The immune regulation revealed by helminth infection is concentrated at the site of infection, but these infections have also revealed long-range immune modulation, driving our understanding of communication between distant immune locations. Helminths played a key role in describing the gut-lung axis, including the early demonstration that intestinal infection can alter pulmonary disease. Connections between other distal sites are now being established and an exciting new paper in our collection reveals profound changes in immune populations in the skin during strictly enteric helminth infection29. Both the tissue specificity of immune responses and the connections between distant locations are explored in a new review by Vacca et al. in this issue30, highlighting the long reach of helminth infections.
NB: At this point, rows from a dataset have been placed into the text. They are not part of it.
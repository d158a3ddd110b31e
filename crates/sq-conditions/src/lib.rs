#![forbid(unsafe_code)]

use std::fmt;

use serde::{Deserialize, Serialize};
use sq_expr::{Column, Expression, InvalidExpressionError};
use thiserror::Error;

#[derive(Debug, Error, Clone, PartialEq)]
pub enum InvalidConditionError {
    #[error(transparent)]
    Lhs(#[from] InvalidExpressionError),
    #[error("operator '{op}' requires a list right-hand side but found {found}")]
    ScalarRhsForMembershipOp { op: Op, found: ConditionValue },
    #[error("operator '{op}' requires a scalar right-hand side but found a list")]
    ListRhsForScalarOp { op: Op },
    #[error("boolean condition requires at least 2 conditions but found {found}")]
    TooFewConditions { found: usize },
}

#[derive(Debug, Clone, Copy, PartialEq, Eq, Hash, Serialize, Deserialize)]
#[serde(rename_all = "snake_case")]
pub enum Op {
    Eq,
    Neq,
    Lt,
    Lte,
    Gt,
    Gte,
    Like,
    NotLike,
    In,
    NotIn,
}

impl Op {
    #[must_use]
    pub fn as_str(self) -> &'static str {
        match self {
            Self::Eq => "=",
            Self::Neq => "!=",
            Self::Lt => "<",
            Self::Lte => "<=",
            Self::Gt => ">",
            Self::Gte => ">=",
            Self::Like => "LIKE",
            Self::NotLike => "NOT LIKE",
            Self::In => "IN",
            Self::NotIn => "NOT IN",
        }
    }

    /// Membership operators compare against a list of values rather than a
    /// single scalar.
    #[must_use]
    pub fn is_membership(self) -> bool {
        matches!(self, Self::In | Self::NotIn)
    }
}

impl fmt::Display for Op {
    fn fmt(&self, f: &mut fmt::Formatter<'_>) -> fmt::Result {
        write!(f, "{}", self.as_str())
    }
}

#[derive(Debug, Clone, Copy, PartialEq, Eq, Hash, Serialize, Deserialize)]
#[serde(rename_all = "snake_case")]
pub enum BooleanOp {
    And,
    Or,
}

impl fmt::Display for BooleanOp {
    fn fmt(&self, f: &mut fmt::Formatter<'_>) -> fmt::Result {
        match self {
            Self::And => write!(f, "AND"),
            Self::Or => write!(f, "OR"),
        }
    }
}

/// Right-hand side of a condition: a scalar for comparison operators, a
/// list of scalars for membership operators.
#[derive(Debug, Clone, PartialEq, Serialize, Deserialize)]
#[serde(untagged)]
pub enum ConditionValue {
    Int(i64),
    Float(f64),
    Str(String),
    List(Vec<ConditionValue>),
}

impl ConditionValue {
    #[must_use]
    pub fn is_list(&self) -> bool {
        matches!(self, Self::List(_))
    }
}

impl fmt::Display for ConditionValue {
    fn fmt(&self, f: &mut fmt::Formatter<'_>) -> fmt::Result {
        match self {
            Self::Int(v) => write!(f, "{v}"),
            Self::Float(v) => write!(f, "{v}"),
            Self::Str(v) => write!(f, "'{v}'"),
            Self::List(values) => {
                write!(f, "[")?;
                for (pos, value) in values.iter().enumerate() {
                    if pos > 0 {
                        write!(f, ", ")?;
                    }
                    write!(f, "{value}")?;
                }
                write!(f, "]")
            }
        }
    }
}

impl From<i64> for ConditionValue {
    fn from(value: i64) -> Self {
        Self::Int(value)
    }
}

impl From<f64> for ConditionValue {
    fn from(value: f64) -> Self {
        Self::Float(value)
    }
}

impl From<&str> for ConditionValue {
    fn from(value: &str) -> Self {
        Self::Str(value.to_owned())
    }
}

#[derive(Debug, Clone, PartialEq, Serialize, Deserialize)]
pub struct Condition {
    lhs: Column,
    op: Op,
    rhs: ConditionValue,
}

impl Condition {
    #[must_use]
    pub fn new(lhs: Column, op: Op, rhs: impl Into<ConditionValue>) -> Self {
        Self {
            lhs,
            op,
            rhs: rhs.into(),
        }
    }

    #[must_use]
    pub fn lhs(&self) -> &Column {
        &self.lhs
    }

    #[must_use]
    pub fn op(&self) -> Op {
        self.op
    }

    #[must_use]
    pub fn rhs(&self) -> &ConditionValue {
        &self.rhs
    }
}

impl Expression for Condition {
    type Error = InvalidConditionError;

    fn validate(&self) -> Result<(), InvalidConditionError> {
        self.lhs.validate()?;
        if self.op.is_membership() && !self.rhs.is_list() {
            return Err(InvalidConditionError::ScalarRhsForMembershipOp {
                op: self.op,
                found: self.rhs.clone(),
            });
        }
        if !self.op.is_membership() && self.rhs.is_list() {
            return Err(InvalidConditionError::ListRhsForScalarOp { op: self.op });
        }
        Ok(())
    }
}

#[derive(Debug, Clone, PartialEq, Serialize, Deserialize)]
pub struct BooleanCondition {
    op: BooleanOp,
    conditions: ConditionGroup,
}

impl BooleanCondition {
    #[must_use]
    pub fn new(op: BooleanOp, conditions: ConditionGroup) -> Self {
        Self { op, conditions }
    }

    #[must_use]
    pub fn and(conditions: ConditionGroup) -> Self {
        Self::new(BooleanOp::And, conditions)
    }

    #[must_use]
    pub fn or(conditions: ConditionGroup) -> Self {
        Self::new(BooleanOp::Or, conditions)
    }

    #[must_use]
    pub fn op(&self) -> BooleanOp {
        self.op
    }

    #[must_use]
    pub fn conditions(&self) -> &[ConditionNode] {
        &self.conditions
    }
}

impl Expression for BooleanCondition {
    type Error = InvalidConditionError;

    fn validate(&self) -> Result<(), InvalidConditionError> {
        if self.conditions.len() < 2 {
            return Err(InvalidConditionError::TooFewConditions {
                found: self.conditions.len(),
            });
        }
        for condition in &self.conditions {
            condition.validate()?;
        }
        Ok(())
    }
}

/// A single entry of a condition group: a simple comparison or a nested
/// boolean combination.
#[derive(Debug, Clone, PartialEq, Serialize, Deserialize)]
#[serde(untagged)]
pub enum ConditionNode {
    Simple(Condition),
    Boolean(BooleanCondition),
}

pub type ConditionGroup = Vec<ConditionNode>;

impl Expression for ConditionNode {
    type Error = InvalidConditionError;

    fn validate(&self) -> Result<(), InvalidConditionError> {
        match self {
            Self::Simple(condition) => condition.validate(),
            Self::Boolean(boolean) => boolean.validate(),
        }
    }
}

impl From<Condition> for ConditionNode {
    fn from(condition: Condition) -> Self {
        Self::Simple(condition)
    }
}

impl From<BooleanCondition> for ConditionNode {
    fn from(boolean: BooleanCondition) -> Self {
        Self::Boolean(boolean)
    }
}

#[cfg(test)]
mod tests {
    use sq_expr::{Column, Expression};

    use super::{
        BooleanCondition, Condition, ConditionNode, ConditionValue, InvalidConditionError, Op,
    };

    #[test]
    fn scalar_comparison_validates() {
        let condition = Condition::new(Column::new("environment"), Op::Eq, "production");
        condition.validate().expect("scalar rhs for = is fine");
    }

    #[test]
    fn membership_op_requires_list_rhs() {
        let condition = Condition::new(Column::new("release"), Op::In, "1.0.0");
        let err = condition.validate().expect_err("must fail");
        assert_eq!(
            err.to_string(),
            "operator 'IN' requires a list right-hand side but found '1.0.0'"
        );
    }

    #[test]
    fn scalar_op_rejects_list_rhs() {
        let rhs = ConditionValue::List(vec![1_i64.into(), 2_i64.into()]);
        let condition = Condition::new(Column::new("span.duration"), Op::Gt, rhs);
        let err = condition.validate().expect_err("must fail");
        assert!(matches!(
            err,
            InvalidConditionError::ListRhsForScalarOp { op: Op::Gt }
        ));
    }

    #[test]
    fn membership_with_list_rhs_validates() {
        let rhs = ConditionValue::List(vec!["prod".into(), "staging".into()]);
        Condition::new(Column::new("environment"), Op::NotIn, rhs)
            .validate()
            .expect("list rhs for NOT IN is fine");
    }

    #[test]
    fn condition_with_invalid_lhs_surfaces_column_error() {
        let condition = Condition::new(Column::new("1bad"), Op::Eq, 1_i64);
        let err = condition.validate().expect_err("must fail");
        assert!(err.to_string().contains("1bad"));
    }

    #[test]
    fn boolean_condition_requires_two_children() {
        let lone: ConditionNode =
            Condition::new(Column::new("environment"), Op::Eq, "prod").into();
        let boolean = BooleanCondition::and(vec![lone]);
        let err = boolean.validate().expect_err("must fail");
        assert_eq!(
            err,
            InvalidConditionError::TooFewConditions { found: 1 }
        );
    }

    #[test]
    fn nested_boolean_conditions_validate_recursively() {
        let inner = BooleanCondition::or(vec![
            Condition::new(Column::new("environment"), Op::Eq, "prod").into(),
            Condition::new(Column::new("environment"), Op::Eq, "staging").into(),
        ]);
        let outer = BooleanCondition::and(vec![
            inner.into(),
            Condition::new(Column::new("release"), Op::Neq, "1.0.0").into(),
        ]);
        outer.validate().expect("nested group is well-formed");

        let broken = BooleanCondition::and(vec![
            BooleanCondition::or(vec![]).into(),
            Condition::new(Column::new("release"), Op::Eq, "1.0.0").into(),
        ]);
        assert!(broken.validate().is_err());
    }

    #[test]
    fn condition_node_deserializes_untagged_from_json() {
        let node: ConditionNode = serde_json::from_str(
            r#"{"lhs":{"name":"environment"},"op":"eq","rhs":"prod"}"#,
        )
        .expect("simple condition");
        assert!(matches!(node, ConditionNode::Simple(_)));

        let node: ConditionNode = serde_json::from_str(
            r#"{"op":"and","conditions":[
                {"lhs":{"name":"a"},"op":"eq","rhs":1},
                {"lhs":{"name":"b"},"op":"in","rhs":[1,2]}
            ]}"#,
        )
        .expect("boolean condition");
        assert!(matches!(node, ConditionNode::Boolean(_)));
    }
}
The mechanisms of immune regulation revealed by helminth infections have also been powerful drivers of therapeutic strategies, aiming to suppress and moderate pathological immune responses in a variety of tissue sites. Soon after the discovery of regulatory T cells31, parasites were found to induce regulatory responses and suppress type 2 immunity, through the release of immunomodulatory products32 (Fig. 1-4). Loke et al. review the latest information on the human immune response to parasitic helminths, how recent technological developments such as human challenge studies, single cell sequencing and organoid culture systems have aided these investigations. Recent insight is enabling new approaches to vaccine design and harnessing of parasite-mediated immune suppression to treat inflammatory disease33.

Parasitic helminths will continue to be a unique and physiologically relevant testbed for new concepts in mucosal immunology. Better understanding of immunity to helminths is urgently needed. Almost one quarter of the world’s population is at risk of infection with parasitic helminths, causing significant morbidity and mortality, and yet we currently do not have any effective vaccines. But as this collection of reviews and current research papers illustrates, understanding the biology of helminth infections, their regulation and their tissue context is also answering key questions in immunobiology, mucosal immunity, and immunotherapy. Only by using human and animal model helminth infection experiments, can these fundamental questions be answered.